Segment Start: Data supplied

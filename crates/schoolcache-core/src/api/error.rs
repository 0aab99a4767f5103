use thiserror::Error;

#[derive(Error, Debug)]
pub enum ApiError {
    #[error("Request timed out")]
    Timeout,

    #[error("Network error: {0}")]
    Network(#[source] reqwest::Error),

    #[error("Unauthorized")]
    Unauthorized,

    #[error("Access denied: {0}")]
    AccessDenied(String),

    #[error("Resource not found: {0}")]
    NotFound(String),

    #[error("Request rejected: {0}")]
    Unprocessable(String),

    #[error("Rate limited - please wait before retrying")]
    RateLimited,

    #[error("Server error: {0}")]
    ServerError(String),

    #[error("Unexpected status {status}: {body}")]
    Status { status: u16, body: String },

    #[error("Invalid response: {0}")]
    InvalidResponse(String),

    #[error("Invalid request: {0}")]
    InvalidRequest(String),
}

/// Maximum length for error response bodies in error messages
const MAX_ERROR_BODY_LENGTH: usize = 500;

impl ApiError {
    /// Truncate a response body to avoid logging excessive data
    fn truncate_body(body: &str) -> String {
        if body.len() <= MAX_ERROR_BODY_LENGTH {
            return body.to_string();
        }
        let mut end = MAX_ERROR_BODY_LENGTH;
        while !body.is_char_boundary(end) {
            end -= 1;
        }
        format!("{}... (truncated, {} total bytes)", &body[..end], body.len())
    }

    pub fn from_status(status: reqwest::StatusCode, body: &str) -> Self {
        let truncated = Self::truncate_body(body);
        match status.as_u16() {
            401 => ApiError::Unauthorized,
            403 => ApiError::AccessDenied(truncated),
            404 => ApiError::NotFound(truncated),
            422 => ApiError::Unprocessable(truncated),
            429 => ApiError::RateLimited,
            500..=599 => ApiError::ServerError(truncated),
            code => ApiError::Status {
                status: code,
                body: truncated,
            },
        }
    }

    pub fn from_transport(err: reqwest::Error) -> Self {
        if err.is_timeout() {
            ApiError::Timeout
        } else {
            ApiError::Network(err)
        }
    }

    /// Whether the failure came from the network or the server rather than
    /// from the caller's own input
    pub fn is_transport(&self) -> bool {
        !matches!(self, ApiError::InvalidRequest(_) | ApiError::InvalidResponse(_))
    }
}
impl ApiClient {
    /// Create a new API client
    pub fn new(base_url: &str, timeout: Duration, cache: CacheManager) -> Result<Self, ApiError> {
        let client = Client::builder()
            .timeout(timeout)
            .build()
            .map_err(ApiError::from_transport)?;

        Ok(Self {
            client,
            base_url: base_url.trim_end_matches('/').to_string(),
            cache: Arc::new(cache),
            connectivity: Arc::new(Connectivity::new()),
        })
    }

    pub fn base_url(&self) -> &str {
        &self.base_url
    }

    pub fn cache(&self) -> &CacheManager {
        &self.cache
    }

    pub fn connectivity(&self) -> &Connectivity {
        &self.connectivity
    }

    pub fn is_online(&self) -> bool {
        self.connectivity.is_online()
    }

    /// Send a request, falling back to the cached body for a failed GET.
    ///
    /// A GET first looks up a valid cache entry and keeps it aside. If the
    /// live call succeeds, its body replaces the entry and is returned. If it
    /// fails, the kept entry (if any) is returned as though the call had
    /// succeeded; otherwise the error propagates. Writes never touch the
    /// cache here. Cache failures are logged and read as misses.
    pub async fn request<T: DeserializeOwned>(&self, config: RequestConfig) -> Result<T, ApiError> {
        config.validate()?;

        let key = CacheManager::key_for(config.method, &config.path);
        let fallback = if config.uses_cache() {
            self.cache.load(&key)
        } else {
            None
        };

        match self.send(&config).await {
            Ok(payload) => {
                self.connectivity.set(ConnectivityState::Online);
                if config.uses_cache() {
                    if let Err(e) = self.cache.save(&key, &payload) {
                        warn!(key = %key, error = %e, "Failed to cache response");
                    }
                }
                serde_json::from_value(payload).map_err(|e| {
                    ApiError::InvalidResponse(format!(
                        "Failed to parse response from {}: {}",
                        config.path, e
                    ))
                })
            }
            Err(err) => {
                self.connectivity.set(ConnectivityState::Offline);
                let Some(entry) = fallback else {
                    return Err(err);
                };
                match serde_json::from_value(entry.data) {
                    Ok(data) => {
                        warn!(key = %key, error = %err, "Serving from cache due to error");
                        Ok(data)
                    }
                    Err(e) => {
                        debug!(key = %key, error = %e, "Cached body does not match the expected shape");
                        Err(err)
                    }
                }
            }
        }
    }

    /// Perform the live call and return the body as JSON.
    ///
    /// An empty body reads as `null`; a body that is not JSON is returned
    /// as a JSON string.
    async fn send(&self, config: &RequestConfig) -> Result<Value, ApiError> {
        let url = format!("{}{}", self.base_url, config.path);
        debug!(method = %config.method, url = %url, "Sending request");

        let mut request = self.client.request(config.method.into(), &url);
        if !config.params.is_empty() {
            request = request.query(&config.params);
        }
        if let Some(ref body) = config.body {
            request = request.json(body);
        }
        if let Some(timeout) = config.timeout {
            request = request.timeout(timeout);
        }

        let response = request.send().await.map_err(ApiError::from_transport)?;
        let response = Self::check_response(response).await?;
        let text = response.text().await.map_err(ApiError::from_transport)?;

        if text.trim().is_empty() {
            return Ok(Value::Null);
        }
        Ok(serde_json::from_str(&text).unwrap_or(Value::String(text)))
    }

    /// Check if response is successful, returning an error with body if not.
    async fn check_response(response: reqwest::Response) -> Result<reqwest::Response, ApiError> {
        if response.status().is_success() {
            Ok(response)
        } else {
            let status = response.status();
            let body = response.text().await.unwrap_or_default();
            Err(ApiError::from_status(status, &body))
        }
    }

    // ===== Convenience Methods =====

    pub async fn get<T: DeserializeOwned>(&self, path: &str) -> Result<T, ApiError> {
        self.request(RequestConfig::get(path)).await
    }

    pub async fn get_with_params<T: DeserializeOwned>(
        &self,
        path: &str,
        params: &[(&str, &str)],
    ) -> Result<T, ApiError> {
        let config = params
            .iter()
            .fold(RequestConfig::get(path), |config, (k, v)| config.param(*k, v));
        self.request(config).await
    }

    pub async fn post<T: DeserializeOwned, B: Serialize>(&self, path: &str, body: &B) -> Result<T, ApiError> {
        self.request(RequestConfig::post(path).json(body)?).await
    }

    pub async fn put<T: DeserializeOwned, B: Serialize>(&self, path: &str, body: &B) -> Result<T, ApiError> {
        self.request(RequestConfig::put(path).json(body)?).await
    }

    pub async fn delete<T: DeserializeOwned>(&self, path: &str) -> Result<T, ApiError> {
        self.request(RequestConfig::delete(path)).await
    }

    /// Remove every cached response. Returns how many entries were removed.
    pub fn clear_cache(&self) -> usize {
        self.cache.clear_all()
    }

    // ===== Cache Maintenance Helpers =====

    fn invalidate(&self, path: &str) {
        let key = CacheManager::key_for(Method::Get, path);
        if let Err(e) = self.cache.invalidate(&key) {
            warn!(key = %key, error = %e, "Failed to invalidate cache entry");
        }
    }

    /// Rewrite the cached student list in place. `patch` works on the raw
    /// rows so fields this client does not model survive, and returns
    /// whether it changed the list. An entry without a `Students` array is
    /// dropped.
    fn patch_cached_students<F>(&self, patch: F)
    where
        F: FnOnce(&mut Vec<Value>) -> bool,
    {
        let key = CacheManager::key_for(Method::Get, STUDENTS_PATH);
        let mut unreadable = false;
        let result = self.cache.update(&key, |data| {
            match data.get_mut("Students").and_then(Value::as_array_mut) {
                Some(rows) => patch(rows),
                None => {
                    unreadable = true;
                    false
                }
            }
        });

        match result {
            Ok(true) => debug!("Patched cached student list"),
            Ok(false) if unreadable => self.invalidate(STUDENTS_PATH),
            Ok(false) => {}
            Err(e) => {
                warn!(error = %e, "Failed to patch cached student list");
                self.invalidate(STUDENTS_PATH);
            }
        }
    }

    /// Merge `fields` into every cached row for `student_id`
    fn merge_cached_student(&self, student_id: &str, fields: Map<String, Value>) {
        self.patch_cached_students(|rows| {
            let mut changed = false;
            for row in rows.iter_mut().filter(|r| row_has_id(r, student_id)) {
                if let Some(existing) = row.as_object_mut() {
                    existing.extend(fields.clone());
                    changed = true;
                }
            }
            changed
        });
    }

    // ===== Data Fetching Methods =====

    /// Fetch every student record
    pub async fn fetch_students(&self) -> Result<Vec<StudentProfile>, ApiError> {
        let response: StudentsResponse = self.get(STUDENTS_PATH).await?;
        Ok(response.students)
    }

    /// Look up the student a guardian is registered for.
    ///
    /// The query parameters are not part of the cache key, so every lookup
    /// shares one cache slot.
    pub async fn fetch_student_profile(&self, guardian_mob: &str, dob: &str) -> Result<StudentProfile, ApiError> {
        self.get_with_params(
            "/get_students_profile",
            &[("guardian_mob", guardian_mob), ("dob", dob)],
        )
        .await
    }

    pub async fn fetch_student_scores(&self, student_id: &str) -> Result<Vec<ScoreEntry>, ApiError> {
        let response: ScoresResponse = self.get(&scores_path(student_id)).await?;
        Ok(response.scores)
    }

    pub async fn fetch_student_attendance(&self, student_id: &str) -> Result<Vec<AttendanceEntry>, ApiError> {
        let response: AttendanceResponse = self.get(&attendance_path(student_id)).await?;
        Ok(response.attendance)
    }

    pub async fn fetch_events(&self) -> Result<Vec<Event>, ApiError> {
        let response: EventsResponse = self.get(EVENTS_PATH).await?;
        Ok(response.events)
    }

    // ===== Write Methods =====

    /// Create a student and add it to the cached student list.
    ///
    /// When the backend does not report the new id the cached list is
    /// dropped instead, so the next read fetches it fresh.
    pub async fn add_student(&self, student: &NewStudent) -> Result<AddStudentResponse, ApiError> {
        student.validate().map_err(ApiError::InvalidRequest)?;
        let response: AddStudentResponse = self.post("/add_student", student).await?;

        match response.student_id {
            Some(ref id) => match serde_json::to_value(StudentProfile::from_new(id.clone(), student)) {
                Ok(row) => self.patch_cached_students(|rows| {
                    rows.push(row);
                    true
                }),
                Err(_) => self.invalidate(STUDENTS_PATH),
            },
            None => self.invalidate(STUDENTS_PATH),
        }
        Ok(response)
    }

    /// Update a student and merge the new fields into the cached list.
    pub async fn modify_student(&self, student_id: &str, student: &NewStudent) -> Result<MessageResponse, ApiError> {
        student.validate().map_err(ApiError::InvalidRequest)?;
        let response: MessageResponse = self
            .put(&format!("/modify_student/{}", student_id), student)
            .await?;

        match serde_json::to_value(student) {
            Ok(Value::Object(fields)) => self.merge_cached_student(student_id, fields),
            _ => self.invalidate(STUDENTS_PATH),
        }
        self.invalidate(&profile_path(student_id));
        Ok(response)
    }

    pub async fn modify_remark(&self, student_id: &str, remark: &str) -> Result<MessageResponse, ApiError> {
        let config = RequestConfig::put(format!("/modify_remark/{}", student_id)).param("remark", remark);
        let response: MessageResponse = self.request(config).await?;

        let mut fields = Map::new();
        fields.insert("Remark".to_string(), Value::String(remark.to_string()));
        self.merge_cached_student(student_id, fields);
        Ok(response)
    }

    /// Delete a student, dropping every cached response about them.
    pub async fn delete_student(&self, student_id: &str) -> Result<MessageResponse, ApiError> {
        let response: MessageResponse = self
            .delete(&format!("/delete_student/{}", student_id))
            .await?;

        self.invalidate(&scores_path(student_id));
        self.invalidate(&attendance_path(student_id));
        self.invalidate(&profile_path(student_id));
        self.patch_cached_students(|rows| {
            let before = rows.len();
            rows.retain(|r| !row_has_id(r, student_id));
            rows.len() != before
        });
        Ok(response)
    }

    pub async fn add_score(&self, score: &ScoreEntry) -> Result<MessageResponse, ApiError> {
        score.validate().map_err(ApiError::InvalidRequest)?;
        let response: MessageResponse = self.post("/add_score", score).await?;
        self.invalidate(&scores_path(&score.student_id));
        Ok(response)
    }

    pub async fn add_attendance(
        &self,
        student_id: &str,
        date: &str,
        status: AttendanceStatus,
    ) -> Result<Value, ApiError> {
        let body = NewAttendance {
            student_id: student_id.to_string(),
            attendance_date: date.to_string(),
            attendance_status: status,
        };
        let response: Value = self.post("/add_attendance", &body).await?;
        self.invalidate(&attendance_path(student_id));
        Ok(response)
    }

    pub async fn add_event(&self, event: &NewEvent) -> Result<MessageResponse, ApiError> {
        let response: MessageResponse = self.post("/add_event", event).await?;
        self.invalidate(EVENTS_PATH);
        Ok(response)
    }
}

Segment End: Data supplied

The answer is the run of lines above from the line containing "if let Err(e) = self.cache.save(&key, &payload)" through the line containing "self.connectivity.set(ConnectivityState::Offline);", copied exactly and alone.

● **Output below**
                    if let Err(e) = self.cache.save(&key, &payload) {
                        warn!(key = %key, error = %e, "Failed to cache response");
                    }
                }
                serde_json::from_value(payload).map_err(|e| {
                    ApiError::InvalidResponse(format!(
                        "Failed to parse response from {}: {}",
                        config.path, e
                    ))
                })
            }
            Err(err) => {
                self.connectivity.set(ConnectivityState::Offline);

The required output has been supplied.